Disheartened but determined, I continued my odyssey on the Green Line to Copley Square station, where I found yet another maskless T employee who bristled at the question, responding, “You ought to mind your own business. Report me if you want. You want the phone number to call?”

I chose not to call the number, but I was undeterred in my survey. The next day I observed two T transit police officers talking to each other at the Downtown Crossing station. Asked why they were not wearing masks, they both put them on. But when I went back 10 minutes later, I discovered that one of the officers had taken her mask right back off again.

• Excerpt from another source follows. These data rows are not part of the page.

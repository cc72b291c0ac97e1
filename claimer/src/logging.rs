//! Diagnostic tracing for the claim engine.
//!
//! # Separation of Concerns
//!
//! - **Tracing (this module)**: diagnostics via `RUST_LOG`, output to stderr.
//!   Not persisted.
//!
//! - **Product artifacts** (`io/ledger`, `io/history`, `io/screenshots`):
//!   written under the data directory regardless of `RUST_LOG`.

use tracing_subscriber::{EnvFilter, fmt, layer::SubscriberExt, util::SubscriberInitExt};

/// Initialize the tracing subscriber.
///
/// Reads `RUST_LOG`. Defaults to `warn` if unset.
/// Output: stderr, compact format.
///
/// # Example
/// ```bash
/// RUST_LOG=claimer=debug claimer status epic-games
/// ```
pub fn init() {
    let filter = EnvFilter::try_from_default_env().unwrap_or_else(|_| EnvFilter::new("warn"));

    // A second init (e.g. embedding hosts that already installed one) is not an error.
    let _ = tracing_subscriber::registry()
        .with(filter)
        .with(fmt::layer().with_writer(std::io::stderr).compact())
        .try_init();
}
//! Atomic file replacement (temp file + fsync + rename).

use std::fs::{self, File};
use std::io::Write;
use std::path::Path;

use anyhow::{Context, Result};

/// Replace `path` with `contents` so readers see either the old or the new file.
///
/// The temp file sits next to the target (`<name>.<tmp_ext>`) so the rename
/// never crosses filesystems.
pub fn write_atomic(path: &Path, contents: &str, tmp_ext: &str) -> Result<()> {
    let parent = path
        .parent()
        .with_context(|| format!("path missing parent {}", path.display()))?;
    if !parent.as_os_str().is_empty() {
        fs::create_dir_all(parent)
            .with_context(|| format!("create directory {}", parent.display()))?;
    }
    let tmp_path = path.with_extension(tmp_ext);
    {
        let mut file = File::create(&tmp_path)
            .with_context(|| format!("create temp file {}", tmp_path.display()))?;
        file.write_all(contents.as_bytes())
            .with_context(|| format!("write temp file {}", tmp_path.display()))?;
        file.sync_all()
            .with_context(|| format!("sync temp file {}", tmp_path.display()))?;
    }
    fs::rename(&tmp_path, path).with_context(|| format!("replace {}", path.display()))?;
    Ok(())
}
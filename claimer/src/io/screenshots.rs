//! Diagnostic screenshots: `<root>/<provider>/<offer-id> <timestamp>.png`.

use std::path::{Path, PathBuf};
use std::time::Duration;

use chrono::{DateTime, Utc};
use tracing::{debug, warn};

use crate::io::driver::{PageDriver, within};

/// Replace characters that are unsafe in file names on common filesystems.
pub fn sanitize_file_name(name: &str) -> String {
    let cleaned: String = name
        .chars()
        .map(|c| match c {
            '<' | '>' | ':' | '"' | '/' | '\\' | '|' | '?' | '*' => '_',
            c if c.is_control() => '_',
            c => c,
        })
        .collect();
    let trimmed = cleaned.trim().trim_matches('.');
    if trimmed.is_empty() {
        "_".to_string()
    } else {
        trimmed.to_string()
    }
}

pub fn screenshot_path(root: &Path, provider: &str, offer_id: &str, now: DateTime<Utc>) -> PathBuf {
    let stamp = now.format("%Y-%m-%d %H:%M:%S");
    root.join(sanitize_file_name(provider))
        .join(sanitize_file_name(&format!("{offer_id} {stamp}.png")))
}

/// Ask the driver for a screenshot. Failures are logged and ignored.
///
/// Returns the written path, or `None` when screenshots are disabled or the
/// capture did not complete.
pub async fn capture(
    driver: &mut dyn PageDriver,
    root: Option<&Path>,
    provider: &str,
    offer_id: &str,
    timeout: Duration,
) -> Option<PathBuf> {
    let root = root?;
    let path = screenshot_path(root, provider, offer_id, Utc::now());
    if let Some(parent) = path.parent()
        && let Err(err) = tokio::fs::create_dir_all(parent).await
    {
        warn!(err = %err, dir = %parent.display(), "cannot create screenshot dir");
        return None;
    }
    match within(timeout, driver.screenshot(&path)).await {
        Ok(Some(())) => {
            debug!(path = %path.display(), "screenshot saved");
            Some(path)
        }
        Ok(None) => {
            warn!(offer_id, "screenshot timed out");
            None
        }
        Err(err) => {
            warn!(offer_id, err = %format!("{err:#}"), "screenshot failed");
            None
        }
    }
}
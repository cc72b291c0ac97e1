//! Interactive prompts for credentials, codes and claim confirmation.
//!
//! Every prompt is bounded: an unanswered question resolves to `None` after
//! its timeout so a forgotten terminal never blocks a run.

use std::borrow::Cow;
use std::sync::atomic::{AtomicU64, Ordering};
use std::sync::mpsc as std_mpsc;
use std::thread;
use std::time::Duration;

use anyhow::{Context, Result, anyhow};
use async_trait::async_trait;
use rustyline::Editor;
use rustyline::config::{ColorMode, Configurer};
use rustyline::error::ReadlineError;
use rustyline::highlight::Highlighter;
use rustyline::history::DefaultHistory;
use rustyline_derive::{Completer, Helper, Hinter, Validator};
use tokio::sync::{Mutex, mpsc};
use tracing::{debug, warn};

use crate::io::config::Account;
use crate::io::driver::Credentials;

#[async_trait]
pub trait Prompter: Send + Sync {
    /// Ask `question`. `None` when unanswered within `timeout` or on EOF.
    async fn ask(&self, question: &str, secret: bool, timeout: Duration)
    -> Result<Option<String>>;
}

/// Blocking line reader driven by the prompt input thread.
pub trait LineSource {
    /// Show `prompt` and read one line. `Ok(None)` on EOF.
    fn read_line(&mut self, prompt: &str, secret: bool) -> Result<Option<String>>;
}

struct Request {
    id: u64,
    prompt: String,
    secret: bool,
}

struct Reply {
    id: u64,
    line: Result<Option<String>>,
}

/// Prompts on the terminal from one dedicated input thread.
///
/// The thread owns the reader for the prompter's lifetime, so buffered input
/// is never lost between questions. A question that times out stops waiting;
/// the line that eventually answers it is dropped instead of answering the
/// next question.
pub struct TerminalPrompter {
    requests: std_mpsc::Sender<Request>,
    replies: Mutex<mpsc::UnboundedReceiver<Reply>>,
    next_id: AtomicU64,
}

impl TerminalPrompter {
    /// Read answers from the terminal; secrets are masked while typed.
    pub fn new() -> Result<Self> {
        Self::with_source(EditorSource::new)
    }

    /// Read answers from the source built by `make` on the input thread.
    pub fn with_source<S, F>(make: F) -> Result<Self>
    where
        S: LineSource,
        F: FnOnce() -> Result<S> + Send + 'static,
    {
        let (requests, pending) = std_mpsc::channel::<Request>();
        let (answers, replies) = mpsc::unbounded_channel();
        thread::Builder::new()
            .name("prompt-input".to_string())
            .spawn(move || {
                let mut source = match make() {
                    Ok(source) => source,
                    Err(err) => {
                        warn!(err = %format!("{err:#}"), "prompt input unavailable");
                        return;
                    }
                };
                for request in pending {
                    let line = source.read_line(&request.prompt, request.secret);
                    if answers.send(Reply { id: request.id, line }).is_err() {
                        break;
                    }
                }
            })
            .context("spawn prompt input thread")?;
        Ok(Self {
            requests,
            replies: Mutex::new(replies),
            next_id: AtomicU64::new(0),
        })
    }
}

#[async_trait]
impl Prompter for TerminalPrompter {
    async fn ask(
        &self,
        question: &str,
        secret: bool,
        timeout: Duration,
    ) -> Result<Option<String>> {
        let id = self.next_id.fetch_add(1, Ordering::Relaxed);
        let mut replies = self.replies.lock().await;
        self.requests
            .send(Request {
                id,
                prompt: format!("{question}: "),
                secret,
            })
            .map_err(|_| anyhow!("prompt input thread stopped"))?;

        let answer = async {
            while let Some(reply) = replies.recv().await {
                if reply.id == id {
                    return Some(reply.line);
                }
                debug!(prompt_id = reply.id, "dropping answer to an expired prompt");
            }
            None
        };
        match tokio::time::timeout(timeout, answer).await {
            Ok(Some(line)) => Ok(line?
                .map(|answer| answer.trim().to_string())
                .filter(|answer| !answer.is_empty())),
            Ok(None) => Err(anyhow!("prompt input thread stopped")),
            Err(_) => {
                debug!(timeout_ms = timeout.as_millis() as u64, "prompt timed out");
                Ok(None)
            }
        }
    }
}

/// Hides typed characters while `masking` is set.
#[derive(Default, Completer, Helper, Hinter, Validator)]
struct Masking {
    masking: bool,
}

impl Highlighter for Masking {
    fn highlight<'l>(&self, line: &'l str, _pos: usize) -> Cow<'l, str> {
        if self.masking {
            Cow::Owned("*".repeat(line.chars().count()))
        } else {
            Cow::Borrowed(line)
        }
    }

    fn highlight_char(&self, _line: &str, _pos: usize, _forced: bool) -> bool {
        self.masking
    }
}

struct EditorSource {
    editor: Editor<Masking, DefaultHistory>,
}

impl EditorSource {
    fn new() -> Result<Self> {
        let mut editor = Editor::new().context("open terminal for prompts")?;
        editor.set_helper(Some(Masking::default()));
        editor.set_color_mode(ColorMode::Forced);
        Ok(Self { editor })
    }
}

impl LineSource for EditorSource {
    fn read_line(&mut self, prompt: &str, secret: bool) -> Result<Option<String>> {
        if let Some(helper) = self.editor.helper_mut() {
            helper.masking = secret;
        }
        match self.editor.readline(prompt) {
            Ok(line) => Ok(Some(line)),
            Err(ReadlineError::Eof | ReadlineError::Interrupted) => Ok(None),
            Err(err) => Err(err).context("read answer"),
        }
    }
}

/// Resolve login credentials: configured fields first, then prompts.
///
/// Returns `None` when either half is still missing.
pub async fn resolve_credentials(
    account: &Account,
    prompter: Option<&dyn Prompter>,
    timeout: Duration,
) -> Result<Option<Credentials>> {
    let username = match non_empty(&account.email) {
        Some(email) => Some(email),
        None => ask(prompter, "Enter email", false, timeout).await?,
    };
    let Some(username) = username else {
        return Ok(None);
    };
    let password = match non_empty(&account.password) {
        Some(password) => Some(password),
        None => ask(prompter, "Enter password", true, timeout).await?,
    };
    Ok(password.map(|password| Credentials { username, password }))
}

/// Yes/no question. Anything but an explicit yes (including timeout) is no.
pub async fn confirm(prompter: &dyn Prompter, question: &str, timeout: Duration) -> Result<bool> {
    let answer = prompter
        .ask(&format!("{question} [y/N]"), false, timeout)
        .await?;
    Ok(answer.is_some_and(|answer| {
        let answer = answer.to_ascii_lowercase();
        answer == "y" || answer == "yes"
    }))
}

async fn ask(
    prompter: Option<&dyn Prompter>,
    question: &str,
    secret: bool,
    timeout: Duration,
) -> Result<Option<String>> {
    match prompter {
        Some(prompter) => prompter.ask(question, secret, timeout).await,
        None => Ok(None),
    }
}

fn non_empty(value: &Option<String>) -> Option<String> {
    value
        .as_deref()
        .map(str::trim)
        .filter(|value| !value.is_empty())
        .map(str::to_string)
}
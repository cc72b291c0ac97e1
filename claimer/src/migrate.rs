//! Conversion of legacy ledgers into the current record format.
//!
//! Legacy records carry one `time` field (`YYYY-MM-DD HH:MM:SS.mmm` in local
//! time, or with a trailing `Z` for UTC) instead of `firstSeen`/`lastUpdated`.

use std::collections::BTreeMap;
use std::fs;
use std::path::{Path, PathBuf};

use anyhow::{Context, Result, anyhow, bail};
use chrono::{DateTime, Local, NaiveDateTime, TimeZone, Utc};
use serde::Deserialize;
use serde_json::Value;
use tracing::{info, instrument};

use crate::core::invariants::{LedgerData, validate_invariants};
use crate::core::types::{ClaimRecord, ClaimStatus};
use crate::io::ledger::{Ledger, validate_schema};

const LEGACY_TIME_FORMAT: &str = "%Y-%m-%d %H:%M:%S%.f";

#[derive(Debug, Deserialize)]
struct LegacyRecord {
    title: String,
    url: String,
    time: String,
    #[serde(default)]
    status: Option<String>,
}

#[derive(Debug, Clone, PartialEq, Eq)]
pub enum Migration {
    /// File already in the current format; left untouched.
    Current,
    /// Converted `records` entries; the original was kept at `backup`.
    Converted { records: usize, backup: PathBuf },
}

/// Rewrite the legacy ledger at `path` in place, keeping a `.bak` copy.
#[instrument(skip_all, fields(path = %path.display()))]
pub fn migrate_file(path: &Path) -> Result<Migration> {
    let contents =
        fs::read_to_string(path).with_context(|| format!("read {}", path.display()))?;
    let value: Value =
        serde_json::from_str(&contents).with_context(|| format!("parse {}", path.display()))?;
    if validate_schema(&value).is_ok() {
        info!("already current");
        return Ok(Migration::Current);
    }

    let data = convert(value).with_context(|| format!("convert {}", path.display()))?;
    let errors = validate_invariants(&data);
    if !errors.is_empty() {
        bail!("converted ledger is inconsistent: {}", errors.join("; "));
    }
    let records = data.values().map(BTreeMap::len).sum();

    let backup = backup_path(path);
    fs::copy(path, &backup).with_context(|| format!("back up to {}", backup.display()))?;
    let mut ledger = Ledger::empty(path);
    ledger.replace(data);
    ledger.commit()?;
    info!(records, backup = %backup.display(), "migrated");
    Ok(Migration::Converted { records, backup })
}

fn convert(value: Value) -> Result<LedgerData> {
    let legacy: BTreeMap<String, BTreeMap<String, LegacyRecord>> =
        serde_json::from_value(value).context("legacy ledger shape")?;
    let mut data = LedgerData::new();
    for (user, records) in legacy {
        let converted = records
            .into_iter()
            .map(|(id, record)| {
                let record = convert_record(record).with_context(|| format!("{user}/{id}"))?;
                Ok((id, record))
            })
            .collect::<Result<BTreeMap<_, _>>>()?;
        data.insert(user, converted);
    }
    Ok(data)
}

fn convert_record(record: LegacyRecord) -> Result<ClaimRecord> {
    let time = parse_legacy_time(&record.time)?;
    Ok(ClaimRecord {
        title: record.title,
        url: record.url,
        first_seen: time,
        status: record.status.as_deref().map(parse_legacy_status).transpose()?,
        last_updated: time,
    })
}

/// Parse a legacy timestamp; without a trailing `Z` it is local time.
pub fn parse_legacy_time(raw: &str) -> Result<DateTime<Utc>> {
    let raw = raw.trim();
    if let Some(utc) = raw.strip_suffix('Z') {
        let naive = NaiveDateTime::parse_from_str(utc.trim_end(), LEGACY_TIME_FORMAT)
            .with_context(|| format!("invalid timestamp '{raw}'"))?;
        return Ok(Utc.from_utc_datetime(&naive));
    }
    let naive = NaiveDateTime::parse_from_str(raw, LEGACY_TIME_FORMAT)
        .with_context(|| format!("invalid timestamp '{raw}'"))?;
    let local = Local
        .from_local_datetime(&naive)
        .earliest()
        .ok_or_else(|| anyhow!("timestamp '{raw}' does not exist in the local timezone"))?;
    Ok(local.with_timezone(&Utc))
}

fn parse_legacy_status(raw: &str) -> Result<ClaimStatus> {
    let normalized = raw.trim().to_ascii_lowercase();
    match normalized.as_str() {
        "unavailable-in-region" => return Ok(ClaimStatus::UnavailableRegion),
        "requires base game" => return Ok(ClaimStatus::RequiresBaseGame),
        _ => {}
    }
    ClaimStatus::ALL
        .into_iter()
        .find(|status| status.as_str() == normalized)
        .ok_or_else(|| anyhow!("unknown status '{raw}'"))
}

fn backup_path(path: &Path) -> PathBuf {
    let mut name = path.file_name().unwrap_or_default().to_os_string();
    name.push(".bak");
    path.with_file_name(name)
}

Trains aren’t the only place I found maskless T employees. After my encounter with the transit police officers, I came upon a bus driver on the Silver Line who snapped, “Get a life, sir,” when I asked why her mask was only covering her mouth and not her nose.

My survey had become quite discouraging. The next day, a T employee sans mask at Harvard Square station said, “I have it right here in my pocket. I guess I should put it on.”

He didn’t.

But not every response was disappointing. One T worker put her mask on without saying a word, and I found another worker who put it on and apologized, telling me I was right. And on a third occasion, a maskless T employee even thanked me for the reminder.

Asked to comment on the coarse nature of some of the replies, Pesaturo noted the T has taken action since the advisory went into effect by issuing oral or written warnings to MBTA employees who weren’t wearing masks, and offered to investigate any specific incidents.

Out of all the responses offered by the MBTA employees during the course of my mini-survey, here’s the one that was by far the most memorable. At one point, I came across a T worker at Kenmore station who looked like he was in the twilight of his career. Seeking to find some common cause between us, I said to my contemporary, “We’re both in the age category that’s most vulnerable to COVID-19. So why aren’t you wearing your mask?”

His response: “Go fuck yourself, mister!”